Brief:
Please repeat all the entries. Nothing may differ.

Top of Supplied data

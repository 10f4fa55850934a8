//! Chat history repository.

use sqlx::PgPool;

use bindery_core::UserId;

use super::RepositoryError;
use crate::models::ChatMessage;

const MESSAGE_COLUMNS: &str = "id, user_id, role, content, created_at";

/// Repository for stored chat messages.
pub struct ChatRepository<'a> {
    pool: &'a PgPool,
}

impl<'a> ChatRepository<'a> {
    /// Create a new chat repository.
    #[must_use]
    pub const fn new(pool: &'a PgPool) -> Self {
        Self { pool }
    }

    /// Append a message to the user's history.
    ///
    /// # Errors
    ///
    /// Returns `RepositoryError::Database` if the insert fails.
    pub async fn append(
        &self,
        user_id: UserId,
        role: &str,
        content: &str,
    ) -> Result<ChatMessage, RepositoryError> {
        let message = sqlx::query_as::<_, ChatMessage>(&format!(
            "INSERT INTO chat_messages (user_id, role, content)
             VALUES ($1, $2, $3)
             RETURNING {MESSAGE_COLUMNS}"
        ))
        .bind(user_id.as_i32())
        .bind(role)
        .bind(content)
        .fetch_one(self.pool)
        .await?;
        Ok(message)
    }

    /// Fetch the user's history in chronological order.
    ///
    /// # Errors
    ///
    /// Returns `RepositoryError::Database` if the query fails.
    pub async fn fetch(&self, user_id: UserId) -> Result<Vec<ChatMessage>, RepositoryError> {
        let messages = sqlx::query_as::<_, ChatMessage>(&format!(
            "SELECT {MESSAGE_COLUMNS} FROM chat_messages
             WHERE user_id = $1 ORDER BY created_at, id"
        ))
        .bind(user_id.as_i32())
        .fetch_all(self.pool)
        .await?;
        Ok(messages)
    }

    /// Delete the user's entire history, returning the number of rows removed.
    ///
    /// # Errors
    ///
    /// Returns `RepositoryError::Database` if the delete fails.
    pub async fn clear(&self, user_id: UserId) -> Result<u64, RepositoryError> {
        let result = sqlx::query("DELETE FROM chat_messages WHERE user_id = $1")
            .bind(user_id.as_i32())
            .execute(self.pool)
            .await?;
        Ok(result.rows_affected())
    }
}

Bottom of Supplied data

Solution to this task:
repository 10f4fa55850934a8
//! Chat history repository.

use sqlx::PgPool;

use bindery_core::UserId;

use super::RepositoryError;
use crate::models::ChatMessage;

const MESSAGE_COLUMNS: &str = "id, user_id, role, content, created_at";

/// Repository for stored chat messages.
pub struct ChatRepository<'a> {
    pool: &'a PgPool,
}

impl<'a> ChatRepository<'a> {
    /// Create a new chat repository.
    #[must_use]
    pub const fn new(pool: &'a PgPool) -> Self {
        Self { pool }
    }

    /// Append a message to the user's history.
    ///
    /// # Errors
    ///
    /// Returns `RepositoryError::Database` if the insert fails.
    pub async fn append(
        &self,
        user_id: UserId,
        role: &str,
        content: &str,
    ) -> Result<ChatMessage, RepositoryError> {
        let message = sqlx::query_as::<_, ChatMessage>(&format!(
            "INSERT INTO chat_messages (user_id, role, content)
             VALUES ($1, $2, $3)
             RETURNING {MESSAGE_COLUMNS}"
        ))
        .bind(user_id.as_i32())
        .bind(role)
        .bind(content)
        .fetch_one(self.pool)
        .await?;
        Ok(message)
    }

    /// Fetch the user's history in chronological order.
    ///
    /// # Errors
    ///
    /// Returns `RepositoryError::Database` if the query fails.
    pub async fn fetch(&self, user_id: UserId) -> Result<Vec<ChatMessage>, RepositoryError> {
        let messages = sqlx::query_as::<_, ChatMessage>(&format!(
            "SELECT {MESSAGE_COLUMNS} FROM chat_messages
             WHERE user_id = $1 ORDER BY created_at, id"
        ))
        .bind(user_id.as_i32())
        .fetch_all(self.pool)
        .await?;
        Ok(messages)
    }

    /// Delete the user's entire history, returning the number of rows removed.
    ///
    /// # Errors
    ///
    /// Returns `RepositoryError::Database` if the delete fails.
    pub async fn clear(&self, user_id: UserId) -> Result<u64, RepositoryError> {
        let result = sqlx::query("DELETE FROM chat_messages WHERE user_id = $1")
            .bind(user_id.as_i32())
            .execute(self.pool)
            .await?;
        Ok(result.rows_affected())
    }
}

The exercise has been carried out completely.